_DATA FOR THIS TASK_.
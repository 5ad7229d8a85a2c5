//! 陣列緩存：以元素遮罩追蹤有效性

use quib_core::{NdArray, Path, PathStep, QuibError, Result, Value};

use crate::CacheStatus;

/// 同質 n 維陣列緩存
#[derive(Debug, Clone)]
pub struct ArrayCache {
    value: NdArray<f64>,
    /// true 代表該元素失效
    invalid: NdArray<bool>,
    /// 由序列緩存改建時保留原本的巢狀外形，取值時還原成序列
    nested: Option<Value>,
}

impl ArrayCache {
    pub fn new(template: NdArray<f64>) -> Self {
        let invalid = NdArray::full(template.shape(), true);
        Self {
            value: template,
            invalid,
            nested: None,
        }
    }

    /// 由序列緩存改建：既有的值、失效遮罩與原本的序列外形
    pub(crate) fn from_sequence(value: NdArray<f64>, invalid: NdArray<bool>, nested: Value) -> Result<Self> {
        if value.shape() != invalid.shape() {
            return Err(QuibError::CacheShapeMismatch);
        }
        Ok(Self {
            value,
            invalid,
            nested: Some(nested),
        })
    }

    pub fn shape(&self) -> &[usize] {
        self.value.shape()
    }

    /// 形狀必須相同；由序列改建的緩存還要求同一種序列
    pub fn matches_result(&self, value: &Value) -> bool {
        if let Some(nested) = &self.nested {
            return std::mem::discriminant(nested) == std::mem::discriminant(value)
                && value.to_array().is_ok_and(|a| a.shape() == self.value.shape());
        }
        match value {
            Value::Array(a) => a.shape() == self.value.shape(),
            v if self.value.ndim() == 0 => v.as_f64().is_some(),
            _ => false,
        }
    }

    pub fn get_uncached_paths(&self, path: &Path) -> Result<Vec<Path>> {
        let region = path.region_mask(self.value.shape())?;
        let pending = region.and(&self.invalid)?;
        if !pending.any() {
            return Ok(Vec::new());
        }
        if pending.all() {
            return Ok(vec![Path::root()]);
        }
        Ok(vec![Path::new(vec![PathStep::mask(pending)])])
    }

    pub fn set_valid_value_at_path(&mut self, path: &Path, value: &Value) -> Result<()> {
        let incoming = value.to_array()?;
        if incoming.shape() != self.value.shape() {
            return Err(QuibError::CacheShapeMismatch);
        }
        let sel = path.select(self.value.shape())?;
        let picked = incoming.take(&sel.flat, vec![sel.flat.len()])?;
        self.value.scatter(&sel.flat, picked.data())?;
        self.invalid.scatter(&sel.flat, &vec![false; sel.flat.len()])?;
        Ok(())
    }

    pub fn set_invalid_at_path(&mut self, path: &Path) -> Result<()> {
        let region = path.region_mask(self.value.shape())?;
        self.invalid = self.invalid.or(&region)?;
        Ok(())
    }

    pub fn get_cache_status(&self) -> CacheStatus {
        let count = self.invalid.count_true();
        if count == 0 {
            CacheStatus::AllValid
        } else if count == self.invalid.len() {
            CacheStatus::AllInvalid
        } else {
            CacheStatus::Partial
        }
    }

    pub fn get_value(&self) -> Value {
        match &self.nested {
            Some(nested) => refill(nested, &mut self.value.data().iter().copied()),
            None => Value::from_array(self.value.clone()),
        }
    }
}

/// 依序列外形逐個填入葉節點的數值
fn refill(shape: &Value, data: &mut impl Iterator<Item = f64>) -> Value {
    match shape {
        Value::List(items) => Value::List(items.iter().map(|item| refill(item, &mut *data)).collect()),
        Value::Tuple(items) => Value::Tuple(items.iter().map(|item| refill(item, &mut *data)).collect()),
        Value::Array(a) => {
            let values: Vec<f64> = data.by_ref().take(a.len()).collect();
            NdArray::new(a.shape().to_vec(), values)
                .map(Value::Array)
                .unwrap_or_else(|_| shape.clone())
        }
        Value::Int(_) => Value::Int(data.next().unwrap_or_default() as i64),
        Value::Bool(_) => Value::Bool(data.next().unwrap_or_default() != 0.0),
        _ => Value::Float(data.next().unwrap_or_default()),
    }
}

_WHAT NEEDS TO BE DONE_. Find and copy each line in the material above where the string "None" occurs.

_RESULT FOR THIS TASK_.
            nested: None,
            None => Value::from_array(self.value.clone()),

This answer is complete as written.